Images produced by Hal Pierce (SSAI/NASA GSFC) and caption by Steve Lang
Ketsana formed into a tropical depression several hundred miles east of
the Philippines at 18:00 UTC on 18 October 2003 and continued to organize
into a tropical storm. The Tropical Rainfall Measuring Mission (TRMM)
satellite overflew Ketsana on the 19th and captured this first image (left) at
22:23 UTC. At the time, Ketsana was a tropical storm with winds estimated
at 50 mph by the Joint Typhoon Warning Center. The TRMM image provides a
top down view of Ketsana showing rainfall rates within the storm from the
TRMM Precipitation Radar (PR) in the inner swath and the TRMM Microwave
Imager (TMI) in the outer swath overlaid on Infrared (IR) data from the
TRMM Visible Infrared Scanner (VIRS).

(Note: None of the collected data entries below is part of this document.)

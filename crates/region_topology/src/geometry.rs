//! Polygon-Typen für Regionen.
//!
//! Ringe werden offen gespeichert (ohne wiederholten Schlusspunkt).
//! Im Raster-Koordinatensystem (y nach unten) haben Außenringe eine
//! positive, Löcher eine negative Shoelace-Fläche.

use glam::DVec2;

/// Offener Ring, der letzte Punkt schließt implizit zum ersten.
pub type Ring = Vec<DVec2>;

/// Polygon mit Außenring und optionalen Löchern.
#[derive(Debug, Clone, PartialEq)]
pub struct Polygon {
    pub exterior: Ring,
    pub holes: Vec<Ring>,
}

impl Polygon {
    pub fn new(exterior: Ring) -> Self {
        Self {
            exterior,
            holes: Vec::new(),
        }
    }

    /// Alle Ringe, Außenring zuerst.
    pub fn rings(&self) -> impl Iterator<Item = &Ring> {
        std::iter::once(&self.exterior).chain(self.holes.iter())
    }

    /// Fläche (Außenring minus Löcher), immer >= 0 für gültige Polygone.
    pub fn area(&self) -> f64 {
        let holes: f64 = self.holes.iter().map(|h| signed_area(h).abs()).sum();
        signed_area(&self.exterior).abs() - holes
    }

    fn map_points(&self, f: &impl Fn(DVec2) -> DVec2) -> Self {
        Self {
            exterior: self.exterior.iter().map(|&p| f(p)).collect(),
            holes: self
                .holes
                .iter()
                .map(|h| h.iter().map(|&p| f(p)).collect())
                .collect(),
        }
    }
}

/// Geometrie eines Features.
///
/// Ein leeres `MultiPolygon` steht für ein Label, das nicht
/// vektorisiert werden konnte.
#[derive(Debug, Clone, PartialEq)]
pub enum Geometry {
    Polygon(Polygon),
    MultiPolygon(Vec<Polygon>),
}

impl Geometry {
    /// `Polygon` für genau ein Polygon, sonst `MultiPolygon`.
    pub fn from_polygons(mut polygons: Vec<Polygon>) -> Self {
        if polygons.len() == 1 {
            Geometry::Polygon(polygons.remove(0))
        } else {
            Geometry::MultiPolygon(polygons)
        }
    }

    pub fn empty() -> Self {
        Geometry::MultiPolygon(Vec::new())
    }

    pub fn polygons(&self) -> &[Polygon] {
        match self {
            Geometry::Polygon(polygon) => std::slice::from_ref(polygon),
            Geometry::MultiPolygon(polygons) => polygons,
        }
    }

    pub fn is_multi(&self) -> bool {
        matches!(self, Geometry::MultiPolygon(_))
    }

    pub fn is_empty(&self) -> bool {
        self.polygons().is_empty()
    }

    pub fn area(&self) -> f64 {
        self.polygons().iter().map(Polygon::area).sum()
    }

    /// Alle Eckpunkte aller Ringe.
    pub fn vertices(&self) -> impl Iterator<Item = DVec2> + '_ {
        self.polygons()
            .iter()
            .flat_map(|polygon| polygon.rings())
            .flat_map(|ring| ring.iter().copied())
    }

    /// Transformiert jeden Eckpunkt.
    pub fn map_points(&self, f: impl Fn(DVec2) -> DVec2) -> Self {
        match self {
            Geometry::Polygon(polygon) => Geometry::Polygon(polygon.map_points(&f)),
            Geometry::MultiPolygon(polygons) => {
                Geometry::MultiPolygon(polygons.iter().map(|p| p.map_points(&f)).collect())
            }
        }
    }
}

/// Shoelace-Fläche eines offenen Rings (vorzeichenbehaftet).
pub fn signed_area(ring: &[DVec2]) -> f64 {
    if ring.len() < 3 {
        return 0.0;
    }
    let mut sum = 0.0;
    for (i, a) in ring.iter().enumerate() {
        let b = ring[(i + 1) % ring.len()];
        sum += a.x * b.y - b.x * a.y;
    }
    sum * 0.5
}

TRMM detected a large area of
intense rainfall along the southwest side of the storm’s large center
(shown by the darker reds). The heat being released near the storm center
from the area of heavy precipitation allowed Ketsana to further develop
into a typhoon.
The next image (right) was taken at 21:28 UTC on October 20th. Ketsana was now a
Category 1 storm with sustained winds estimated to be over 90 mph. The
the storm appears better organized with a closed center that is much
smaller in diameter. Moderate rain rates (green areas) surround the eye
in concentric bands. The IR data indicates that Ketsana is a fairly
symmetrical storm and does not appear to be inhibited by wind shear.
Thus, conditions remain favorable for further development. Fortunately,
Ketsana is moving away from the Philippines towards the northeast and is
not an immediate threat to any appreciable land masses.
TRMM is a joint mission between NASA and the Japanese space agency NASDA.